Collected data
┌────────

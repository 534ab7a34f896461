//! Per-operation payload shapes.
//!
//! Every request/response/event payload on the wire is the postcard
//! encoding of one of these types. Payload decoding reads a prefix of the
//! buffer, so a peer appending new trailing fields to a known shape stays
//! compatible with this build.

use serde::de::DeserializeOwned;
use serde::Serialize;

use crate::message::CodecError;

/// Operation tags as they appear in [`crate::Message::operation`].
pub mod op {
    pub const HELLO: &str = "hello";
    pub const PING: &str = "ping";
    pub const TELEMETRY_REPORT: &str = "telemetry_report";
    pub const EXECUTE: &str = "execute";
    pub const PROGRESS: &str = "progress";
    pub const FILE_READ: &str = "file_read";
    pub const FILE_WRITE: &str = "file_write";
    pub const SHUTDOWN: &str = "shutdown";
    pub const REBOOT: &str = "reboot";
    pub const PASSWORD_RESET: &str = "password_reset";
    pub const NETWORK_APPLY: &str = "network_apply";
    pub const FS_FREEZE: &str = "fs_freeze";
    pub const FS_THAW: &str = "fs_thaw";
    pub const CLIPBOARD_GET: &str = "clipboard_get";
    pub const CLIPBOARD_SET: &str = "clipboard_set";
    pub const DISPLAY_RESIZE: &str = "display_resize";
}

pub fn encode<T: Serialize>(value: &T) -> Result<Vec<u8>, CodecError> {
    Ok(postcard::to_allocvec(value)?)
}

pub fn decode<T: DeserializeOwned>(bytes: &[u8]) -> Result<T, CodecError> {
    Ok(postcard::from_bytes(bytes)?)
}

/// Sent once per session by each side after the channel opens. The agent
/// never waits for the peer's hello; the host may start issuing requests
/// immediately.
#[derive(Debug, Clone, PartialEq, serde::Serialize, serde::Deserialize)]
pub struct Hello {
    pub protocol_version: u8,
    pub agent_version: String,
    /// Operation tags this agent will dispatch.
    pub capabilities: Vec<String>,
    pub os: OsIdentity,
}

#[derive(Debug, Clone, Default, PartialEq, serde::Serialize, serde::Deserialize)]
pub struct OsIdentity {
    /// "unix" or "windows".
    pub family: String,
    pub name: Option<String>,
    pub version: Option<String>,
    pub kernel: Option<String>,
    pub hostname: Option<String>,
}

#[derive(Debug, Clone, Default, PartialEq, serde::Serialize, serde::Deserialize)]
pub struct ExecuteRequest {
    pub command: String,
    pub args: Vec<String>,
    /// Additive over the guest environment.
    pub env: Vec<(String, String)>,
    /// Absolute path, or unset for the agent's working directory.
    pub cwd: Option<String>,
    /// Fed to the child and then closed. Bounded by `max_chunk_size`.
    pub stdin: Option<Vec<u8>>,
    /// Capped by the agent's `max_exec_timeout`; the handler default
    /// applies when unset.
    pub timeout_ms: Option<u64>,
    /// Unix only.
    pub run_as: Option<String>,
}

#[derive(Debug, Clone, PartialEq, serde::Serialize, serde::Deserialize)]
pub struct ExecuteResponse {
    pub exit_code: i32,
    pub stdout: Vec<u8>,
    pub stderr: Vec<u8>,
    pub wall_time_ms: u64,
}

/// Heartbeat emitted once a second while a long `execute` runs.
#[derive(Debug, Clone, Copy, PartialEq, serde::Serialize, serde::Deserialize)]
pub struct ExecuteProgress {
    pub stdout_bytes: u64,
    pub stderr_bytes: u64,
}

#[derive(Debug, Clone, PartialEq, serde::Serialize, serde::Deserialize)]
pub struct FileReadRequest {
    pub path: String,
    pub offset: u64,
    /// Bounded by `max_chunk_size`.
    pub length: u32,
}

#[derive(Debug, Clone, PartialEq, serde::Serialize, serde::Deserialize)]
pub struct FileReadResponse {
    pub data: Vec<u8>,
    pub eof: bool,
}

#[derive(Debug, Clone, PartialEq, serde::Serialize, serde::Deserialize)]
pub struct FileWriteRequest {
    pub path: String,
    pub offset: u64,
    /// Bounded by `max_chunk_size`.
    pub data: Vec<u8>,
    pub create: bool,
    /// Unix permission bits applied when the file is created.
    pub mode: Option<u32>,
}

#[derive(Debug, Clone, Copy, PartialEq, serde::Serialize, serde::Deserialize)]
pub struct FileWriteResponse {
    pub written: u32,
}

#[derive(Debug, Clone, Copy, Default, PartialEq, serde::Serialize, serde::Deserialize)]
pub struct PowerRequest {
    pub delay_secs: u64,
}

#[derive(Debug, Clone, PartialEq, serde::Serialize, serde::Deserialize)]
pub struct PasswordResetRequest {
    pub username: String,
    pub password: String,
}

#[derive(Debug, Clone, PartialEq, serde::Serialize, serde::Deserialize)]
pub struct NetworkApplyRequest {
    /// Platform-specific network configuration document, applied verbatim.
    pub document: Vec<u8>,
}

#[derive(Debug, Clone, Default, PartialEq, serde::Serialize, serde::Deserialize)]
pub struct FreezeRequest {
    /// Empty means every quiescable mount.
    pub mountpoints: Vec<String>,
}

#[derive(Debug, Clone, Default, PartialEq, serde::Serialize, serde::Deserialize)]
pub struct FreezeResponse {
    pub mountpoints: Vec<String>,
}

#[derive(Debug, Clone, PartialEq, serde::Serialize, serde::Deserialize)]
pub struct ClipboardGetResponse {
    pub data: Vec<u8>,
    pub mime: String,
}

#[derive(Debug, Clone, PartialEq, serde::Serialize, serde::Deserialize)]
pub struct ClipboardSetRequest {
    pub data: Vec<u8>,
    pub mime: String,
}

#[derive(Debug, Clone, Copy, PartialEq, serde::Serialize, serde::Deserialize)]
pub struct DisplayResizeRequest {
    pub width: u32,
    pub height: u32,
    /// 1.0 when the host does not scale.
    pub scale: f32,
}

#[derive(Debug, Clone, Default, PartialEq, serde::Serialize, serde::Deserialize)]
pub struct TelemetryReport {
    pub cpu_percent: f32,
    pub mem_total: u64,
    pub mem_used: u64,
    pub mem_available: u64,
    pub swap_total: u64,
    pub swap_used: u64,
    pub disks: Vec<DiskUsage>,
    pub interfaces: Vec<InterfaceInfo>,
    /// Absent on platforms without load accounting.
    pub load_avg: Option<LoadAverages>,
    pub process_count: u32,
    pub uptime_secs: u64,
    /// Samples lost to outbound back-pressure since the last delivered
    /// report.
    pub dropped_samples: u64,
}

#[derive(Debug, Clone, Default, PartialEq, serde::Serialize, serde::Deserialize)]
pub struct DiskUsage {
    pub mount_point: String,
    pub filesystem: String,
    pub total_bytes: u64,
    pub available_bytes: u64,
}

#[derive(Debug, Clone, Default, PartialEq, serde::Serialize, serde::Deserialize)]
pub struct InterfaceInfo {
    pub name: String,
    pub addresses: Vec<String>,
    pub mac: String,
    pub link_up: bool,
}

#[derive(Debug, Clone, Copy, Default, PartialEq, serde::Serialize, serde::Deserialize)]
pub struct LoadAverages {
    pub one: f64,
    pub five: f64,
    pub fifteen: f64,
}
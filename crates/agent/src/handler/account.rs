//! Guest account maintenance for the host's "reset password" flow.

use std::process::Stdio;
use std::time::Duration;

use futures::FutureExt;
use futures::future::BoxFuture;
use helion_shared::ops::{PasswordResetRequest, op};
use tokio::io::AsyncWriteExt;
use tokio::process::Command;
use tracing::info;

use super::{Handler, HandlerError, RequestContext};

pub struct PasswordResetHandler;

impl Handler for PasswordResetHandler {
    fn operation(&self) -> &'static str {
        op::PASSWORD_RESET
    }

    fn default_timeout(&self) -> Duration {
        Duration::from_secs(30)
    }

    fn handle(&self, ctx: RequestContext) -> BoxFuture<'static, Result<Vec<u8>, HandlerError>> {
        run(ctx).boxed()
    }
}

async fn run(ctx: RequestContext) -> Result<Vec<u8>, HandlerError> {
    let req: PasswordResetRequest = ctx.decode()?;
    if req.username.is_empty() || req.password.is_empty() {
        return Err(HandlerError::InvalidArgument(
            "username and password must be non-empty".into(),
        ));
    }
    reset(&ctx, &req).await?;
    info!(cid = ctx.correlation_id, user = %req.username, "password reset");
    Ok(Vec::new())
}

#[cfg(unix)]
async fn reset(ctx: &RequestContext, req: &PasswordResetRequest) -> Result<(), HandlerError> {
    nix::unistd::User::from_name(&req.username)
        .map_err(|err| HandlerError::Internal(format!("user lookup: {err}")))?
        .ok_or_else(|| HandlerError::NotFound(format!("no such user: {}", req.username)))?;

    let mut child = Command::new("chpasswd")
        .stdin(Stdio::piped())
        .stdout(Stdio::null())
        .stderr(Stdio::piped())
        .kill_on_drop(true)
        .spawn()
        .map_err(|err| match err.kind() {
            std::io::ErrorKind::NotFound => {
                HandlerError::Unsupported("chpasswd is not available".into())
            }
            _ => err.into(),
        })?;

    if let Some(mut stdin) = child.stdin.take() {
        // chpasswd splits on the first colon, so passwords may contain one.
        stdin
            .write_all(format!("{}:{}\n", req.username, req.password).as_bytes())
            .await?;
    }

    let output = tokio::select! {
        output = child.wait_with_output() => output?,
        _ = ctx.cancelled() => return Err(ctx.interrupted()),
    };
    if output.status.success() {
        return Ok(());
    }

    let stderr = String::from_utf8_lossy(&output.stderr).trim().to_string();
    if nix::unistd::Uid::effective().is_root() {
        Err(HandlerError::Internal(format!("chpasswd failed: {stderr}")))
    } else {
        Err(HandlerError::PermissionDenied(format!(
            "chpasswd refused: {stderr}"
        )))
    }
}

#[cfg(not(unix))]
async fn reset(ctx: &RequestContext, req: &PasswordResetRequest) -> Result<(), HandlerError> {
    let output = tokio::select! {
        output = Command::new("net")
            .args(["user", &req.username, &req.password])
            .kill_on_drop(true)
            .output() => output?,
        _ = ctx.cancelled() => return Err(ctx.interrupted()),
    };
    if output.status.success() {
        Ok(())
    } else {
        let stderr = String::from_utf8_lossy(&output.stderr).trim().to_string();
        Err(HandlerError::Internal(format!("net user failed: {stderr}")))
    }
}

#[cfg(all(test, unix))]
mod tests {
    use super::*;
    use crate::handler::testutil::test_ctx;
    use helion_shared::ops;

    #[tokio::test]
    async fn unknown_user_is_not_found() {
        let payload = ops::encode(&PasswordResetRequest {
            username: "helion-no-such-user".into(),
            password: "irrelevant".into(),
        })
        .unwrap();
        let (ctx, _e) = test_ctx(op::PASSWORD_RESET, payload, None);
        assert!(matches!(
            PasswordResetHandler.handle(ctx).await,
            Err(HandlerError::NotFound(_))
        ));
    }

    #[tokio::test]
    async fn empty_username_is_invalid() {
        let payload = ops::encode(&PasswordResetRequest {
            username: String::new(),
            password: "x".into(),
        })
        .unwrap();
        let (ctx, _e) = test_ctx(op::PASSWORD_RESET, payload, None);
        assert!(matches!(
            PasswordResetHandler.handle(ctx).await,
            Err(HandlerError::InvalidArgument(_))
        ));
    }
}
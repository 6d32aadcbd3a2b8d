//! Between-wave shop: weapons, armor tiers and ammo refills bought with coins

use serde::{Deserialize, Serialize};

use super::events::GameEvent;
use super::state::GameStateStore;
use super::weapon::{Arsenal, WeaponKind};
use crate::config::GameConfig;

/// Armor tiers
#[derive(Debug, Clone, Copy, PartialEq, Eq, Hash, Serialize, Deserialize)]
pub enum ArmorTier {
    Light,
    Heavy,
}

/// Anything the shop sells
#[derive(Debug, Clone, Copy, PartialEq, Eq, Hash, Serialize, Deserialize)]
pub enum ShopItem {
    Weapon(WeaponKind),
    Armor(ArmorTier),
    /// Refill every owned magazine
    AmmoRefill,
}

/// Why a purchase did not go through
#[derive(Debug, Clone, Copy, PartialEq, Eq, Serialize, Deserialize)]
pub enum PurchaseFailure {
    InsufficientFunds { price: u32, coins: u32 },
    AlreadyOwned,
    /// Shop is closed while a round is running
    ShopClosed,
}

impl ShopItem {
    pub fn price(&self, config: &GameConfig) -> u32 {
        match self {
            ShopItem::Weapon(kind) => config.weapons.spec(*kind).price,
            ShopItem::Armor(tier) => config.armor.spec(*tier).price,
            ShopItem::AmmoRefill => config.ammo_refill_price,
        }
    }

    /// Full catalogue in display order
    pub fn catalogue() -> Vec<ShopItem> {
        WeaponKind::ALL
            .into_iter()
            .filter(|k| *k != WeaponKind::Pistol)
            .map(ShopItem::Weapon)
            .chain([ShopItem::Armor(ArmorTier::Light), ShopItem::Armor(ArmorTier::Heavy)])
            .chain(std::iter::once(ShopItem::AmmoRefill))
            .collect()
    }
}

#[derive(Debug, Clone, Copy)]
pub struct Shop<'a> {
    config: &'a GameConfig,
}

impl<'a> Shop<'a> {
    pub fn new(config: &'a GameConfig) -> Self {
        Self { config }
    }

    /// Buy `item`. Publishes `ItemPurchased` or `PurchaseFailed`.
    pub fn purchase(
        &self,
        store: &mut GameStateStore,
        arsenal: &mut Arsenal,
        item: ShopItem,
    ) -> Result<(), PurchaseFailure> {
        let result = self.try_purchase(store, arsenal, item);
        match result {
            Ok(price) => {
                log::info!("Purchased {:?} for {}", item, price);
                let coins_left = store.coins();
                store.publish(GameEvent::ItemPurchased {
                    item,
                    price,
                    coins_left,
                });
                Ok(())
            }
            Err(reason) => {
                log::debug!("Purchase of {:?} failed: {:?}", item, reason);
                store.publish(GameEvent::PurchaseFailed { item, reason });
                Err(reason)
            }
        }
    }

    fn try_purchase(
        &self,
        store: &mut GameStateStore,
        arsenal: &mut Arsenal,
        item: ShopItem,
    ) -> Result<u32, PurchaseFailure> {
        if store.is_playing() && !store.is_shop_open() {
            return Err(PurchaseFailure::ShopClosed);
        }
        if let ShopItem::Weapon(kind) = item {
            if store.owns(kind) {
                return Err(PurchaseFailure::AlreadyOwned);
            }
        }

        let price = item.price(self.config);
        if !store.spend_coins(price) {
            return Err(PurchaseFailure::InsufficientFunds {
                price,
                coins: store.coins(),
            });
        }

        match item {
            ShopItem::Weapon(kind) => {
                store.grant_weapon(kind);
                arsenal.add(kind, &self.config.weapons);
            }
            ShopItem::Armor(tier) => {
                let spec = self.config.armor.spec(tier);
                store.add_armor(spec.points, spec.health_bonus);
            }
            ShopItem::AmmoRefill => {
                let owned: Vec<_> = store.state().weapons.owned.iter().copied().collect();
                for kind in owned {
                    store.reload_weapon(kind);
                }
            }
        }
        Ok(price)
    }
}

└────────

__What you are asked to do__. Out of the data above, transcribe exactly and only the lines starting with the line that has "pub const EXECUTE: &str" and going on through the line that has "pub const PASSWORD_RESET: &str", both included.

__Result of the task__.
    pub const EXECUTE: &str = "execute";
    pub const PROGRESS: &str = "progress";
    pub const FILE_READ: &str = "file_read";
    pub const FILE_WRITE: &str = "file_write";
    pub const SHUTDOWN: &str = "shutdown";
    pub const REBOOT: &str = "reboot";
    pub const PASSWORD_RESET: &str = "password_reset";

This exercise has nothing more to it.